CNBC, the Wall Street Journal, NBC News, Reuters, Investor’s Business Daily, and Market Watch contributed to this report.
Stocks fell sharply Friday as investors dumped tech shares and Treasury yields climbed to levels that rattled markets already on edge after the Trump-Xi summit ended without any major breakthroughs.
The S&P 500 dropped 0.9%, while the Nasdaq slid 1.3%. The Dow Jones Industrial Average lost more than 400 points.
Tech stocks, which had powered the market higher for weeks on the AI frenzy, suddenly looked vulnerable. Intel tumbled 6%. AMD lost 3%, Micron fell 5%, and Nvidia dropped another 3%. Cerebras Systems, fresh off a massive debut rally Thursday, gave back 5%.
“The group has witnessed an extremely unsustainable move in recent weeks,” Vital Knowledge analyst Adam Crisafulli wrote, warning that the sector was ripe for profit-taking.
Microsoft managed to buck the trend after billionaire investor Bill Ackman revealed Pershing Square had built a position in the company. The stock rose 3%.
Bond markets added to the pressure. The yield on the 30-year Treasury climbed above 5.1%, its highest level since 2025, while the 10-year yield pushed toward 4.6%. Investors are increasingly worried inflation is heating up again as oil prices surge during the Iran conflict.

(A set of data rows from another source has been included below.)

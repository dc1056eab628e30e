use async_trait::async_trait;
use sqlx::{PgPool, Postgres, Transaction};
use std::collections::HashMap;
use uuid::Uuid;

use crate::database::catalog::Catalog;
use crate::database::manager::{DatabaseError, DatabaseManager};
use crate::database::models::{
    Billboard, Category, CategoryDetail, Color, Image, Product, ProductDetail, ProductFilter, Size, Store,
};
use crate::validation::{
    BillboardInput, CategoryInput, ColorInput, ImageInput, ProductInput, SettingsInput, SizeInput, StoreInput,
};

const STORE_COLUMNS: &str = "id, name, user_id, created_at, updated_at";
const BILLBOARD_COLUMNS: &str = "id, store_id, label, image_url, created_at, updated_at";
const CATEGORY_COLUMNS: &str = "id, store_id, billboard_id, name, created_at, updated_at";
const COLOR_COLUMNS: &str = "id, store_id, name, value, created_at, updated_at";
const SIZE_COLUMNS: &str = "id, store_id, name, value, created_at, updated_at";
const PRODUCT_COLUMNS: &str =
    "id, store_id, category_id, color_id, size_id, name, price, is_featured, is_archived, created_at, updated_at";
const IMAGE_COLUMNS: &str = "id, product_id, url, position, created_at, updated_at";

/// Catalog backed by PostgreSQL through a shared sqlx pool
#[derive(Clone)]
pub struct PgCatalog {
    pool: PgPool,
}

impl PgCatalog {
    pub fn new(pool: PgPool) -> Self {
        Self { pool }
    }

    async fn images_for(&self, product_ids: &[Uuid]) -> Result<HashMap<Uuid, Vec<Image>>, DatabaseError> {
        if product_ids.is_empty() {
            return Ok(HashMap::new());
        }
        let images = sqlx::query_as::<_, Image>(&format!(
            "SELECT {IMAGE_COLUMNS} FROM images WHERE product_id = ANY($1) ORDER BY product_id, position ASC"
        ))
        .bind(product_ids)
        .fetch_all(&self.pool)
        .await?;

        let mut grouped: HashMap<Uuid, Vec<Image>> = HashMap::new();
        for image in images {
            grouped.entry(image.product_id).or_default().push(image);
        }
        Ok(grouped)
    }

    /// Attach images and referenced rows to bare product rows
    async fn detail_products(&self, products: Vec<Product>) -> Result<Vec<ProductDetail>, DatabaseError> {
        if products.is_empty() {
            return Ok(Vec::new());
        }

        let ids: Vec<Uuid> = products.iter().map(|p| p.id).collect();
        let category_ids: Vec<Uuid> = products.iter().map(|p| p.category_id).collect();
        let color_ids: Vec<Uuid> = products.iter().map(|p| p.color_id).collect();
        let size_ids: Vec<Uuid> = products.iter().map(|p| p.size_id).collect();

        let (mut images, categories, colors, sizes) = futures::try_join!(
            self.images_for(&ids),
            self.rows_by_id::<Category>("categories", CATEGORY_COLUMNS, &category_ids),
            self.rows_by_id::<Color>("colors", COLOR_COLUMNS, &color_ids),
            self.rows_by_id::<Size>("sizes", SIZE_COLUMNS, &size_ids),
        )?;
        let categories: HashMap<Uuid, Category> = categories.into_iter().map(|row| (row.id, row)).collect();
        let colors: HashMap<Uuid, Color> = colors.into_iter().map(|row| (row.id, row)).collect();
        let sizes: HashMap<Uuid, Size> = sizes.into_iter().map(|row| (row.id, row)).collect();

        let mut details = Vec::with_capacity(products.len());
        for product in products {
            let (Some(category), Some(color), Some(size)) = (
                categories.get(&product.category_id),
                colors.get(&product.color_id),
                sizes.get(&product.size_id),
            ) else {
                return Err(DatabaseError::QueryError(format!(
                    "product {} references missing rows",
                    product.id
                )));
            };
            details.push(ProductDetail {
                images: images.remove(&product.id).unwrap_or_default(),
                category: category.clone(),
                color: color.clone(),
                size: size.clone(),
                product,
            });
        }
        Ok(details)
    }

    async fn rows_by_id<T>(&self, table: &str, columns: &str, ids: &[Uuid]) -> Result<Vec<T>, DatabaseError>
    where
        T: for<'r> sqlx::FromRow<'r, sqlx::postgres::PgRow> + Send + Unpin,
    {
        let rows = sqlx::query_as::<_, T>(&format!("SELECT {columns} FROM {table} WHERE id = ANY($1)"))
            .bind(ids)
            .fetch_all(&self.pool)
            .await?;
        Ok(rows)
    }

    async fn insert_images(
        tx: &mut Transaction<'_, Postgres>,
        product_id: Uuid,
        images: &[ImageInput],
    ) -> Result<(), DatabaseError> {
        for (position, image) in images.iter().enumerate() {
            let position = i32::try_from(position)
                .map_err(|_| DatabaseError::QueryError(format!("image position {} out of range", position)))?;
            sqlx::query("INSERT INTO images (id, product_id, url, position) VALUES ($1, $2, $3, $4)")
                .bind(Uuid::new_v4())
                .bind(product_id)
                .bind(&image.url)
                .bind(position)
                .execute(&mut **tx)
                .await?;
        }
        Ok(())
    }
}
mod common;

use axum::http::{header, Method, Request, StatusCode};
use axum::body::Body;
use common::{token_for, TestApp};
use serde_json::json;
use uuid::Uuid;

#[tokio::test]
async fn store_endpoints_require_a_session() {
    let app = TestApp::new();
    app.get("/api/stores", None).await.assert_error(StatusCode::UNAUTHORIZED);

    let res = app.post("/api/stores", None, json!({ "name": "Main" })).await;
    res.assert_error(StatusCode::UNAUTHORIZED);
    assert_eq!(res.body["error"], "Unauthenticated");

    // A token signed with another secret is treated as no session at all
    let forged = storefront_admin::auth::generate_jwt(
        "some-other-secret",
        &storefront_admin::auth::Claims::new("user_1", 1),
    )
    .unwrap();
    app.get("/api/stores", Some(&forged))
        .await
        .assert_error(StatusCode::UNAUTHORIZED);
}

#[tokio::test]
async fn create_validates_before_checking_the_session() {
    let app = TestApp::new();
    let res = app.post("/api/stores", None, json!({ "name": "" })).await;
    res.assert_error(StatusCode::BAD_REQUEST);
    assert_eq!(res.body["code"], "VALIDATION_ERROR");
    assert_eq!(
        res.body["field_errors"]["name"],
        "String must contain at least 1 character(s)"
    );

    let request = Request::builder()
        .method(Method::POST)
        .uri("/api/stores")
        .header(header::CONTENT_TYPE, "application/json")
        .body(Body::from("{not json"))
        .unwrap();
    let res = app.send(request).await;
    res.assert_error(StatusCode::BAD_REQUEST);
    assert_eq!(res.body["code"], "INVALID_JSON");
}

#[tokio::test]
async fn stores_are_listed_oldest_first_per_owner() {
    let app = TestApp::new();
    let alice = token_for("user_alice");
    let bob = token_for("user_bob");

    let first = app.store(&alice, "First").await;
    let second = app.store(&alice, "Second").await;
    app.store(&bob, "Elsewhere").await;

    let res = app.get("/api/stores", Some(&alice)).await;
    res.assert_ok();
    let ids: Vec<&str> = res.data().as_array().unwrap().iter().map(|s| s["id"].as_str().unwrap()).collect();
    assert_eq!(ids, vec![first.as_str(), second.as_str()]);
    assert_eq!(res.data()[0]["userId"], "user_alice");
}

#[tokio::test]
async fn foreign_and_missing_stores_look_the_same() {
    let app = TestApp::new();
    let alice = token_for("user_alice");
    let bob = token_for("user_bob");
    let store = app.store(&alice, "Main").await;

    for uri in [format!("/api/stores/{}", store), format!("/api/stores/{}", Uuid::new_v4())] {
        let res = app.get(&uri, Some(&bob)).await;
        res.assert_error(StatusCode::FORBIDDEN);
        assert_eq!(res.body["error"], "Unauthorized");

        app.patch(&uri, Some(&bob), json!({ "name": "Taken over" }))
            .await
            .assert_error(StatusCode::FORBIDDEN);
        app.delete(&uri, Some(&bob)).await.assert_error(StatusCode::FORBIDDEN);
    }

    app.get("/api/stores/not-a-uuid", Some(&alice))
        .await
        .assert_error(StatusCode::BAD_REQUEST);
}

#[tokio::test]
async fn rename_uses_the_settings_schema() {
    let app = TestApp::new();
    let alice = token_for("user_alice");
    let store = app.store(&alice, "Main").await;
    let uri = format!("/api/stores/{}", store);

    let res = app.patch(&uri, Some(&alice), json!({ "name": "X" })).await;
    res.assert_error(StatusCode::BAD_REQUEST);
    assert_eq!(
        res.body["field_errors"]["name"],
        "String must contain at least 2 character(s)"
    );

    let res = app.patch(&uri, Some(&alice), json!({ "name": "Outlet" })).await;
    res.assert_ok();
    assert_eq!(res.data()["name"], "Outlet");
    assert_eq!(app.get(&uri, Some(&alice)).await.data()["name"], "Outlet");
}

#[tokio::test]
async fn store_delete_is_refused_while_rows_remain() {
    let app = TestApp::new();
    let alice = token_for("user_alice");
    let store = app.store(&alice, "Main").await;
    let billboard = app.billboard(&alice, &store, "Summer").await;
    let uri = format!("/api/stores/{}", store);

    app.delete(&uri, Some(&alice))
        .await
        .assert_error(StatusCode::UNPROCESSABLE_ENTITY);

    app.delete(&format!("/api/{}/billboards/{}", store, billboard), Some(&alice))
        .await
        .assert_ok();
    let res = app.delete(&uri, Some(&alice)).await;
    res.assert_ok();
    assert_eq!(res.id(), store);

    app.get(&uri, Some(&alice)).await.assert_error(StatusCode::FORBIDDEN);
}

Higher yields tend to hit growth stocks hardest because they make future earnings less attractive. That became painfully clear Friday.
Oil kept climbing. US crude rose above $104 a barrel, and Brent crude topped $109 after Trump warned he was “not going to be much more patient” with Iran and said Tehran should “make a deal.”
Markets had also been hoping for something bigger out of the Beijing summit between Trump and Chinese President Xi Jinping. Instead, investors got vague statements, a loosely defined “board of trade” proposal and little clarity on tariffs, chip export controls or the future of the US-China trade truce.
Even the Boeing headline disappointed traders. Trump said China agreed to buy 200 Boeing jets, but investors quickly realized that was only modestly above earlier expectations and still lacked concrete details. Boeing shares fell another 2% after dropping nearly 5% the previous session.
Chip stocks had rallied earlier in the week when Nvidia CEO Jensen Huang unexpectedly joined Trump’s China trip, fueling speculation that US export restrictions might ease. Those hopes faded fast after US Trade Representative Jamieson Greer said chip controls were not seriously discussed during the meetings.
Underneath the market’s record highs, some investors are getting uneasy about how narrow the rally has become. A handful of giant tech companies continue carrying most of the gains while large parts of the broader market lag behind.
Argent Capital Management portfolio manager Jed Ellerbroek said that kind of setup leaves the market exposed if enthusiasm around AI starts to cool.
The selling spread beyond Wall Street. European markets also dropped sharply, while government bond yields surged across the UK, Japan and Germany as investors braced for higher inflation and slower economic growth tied to rising energy prices.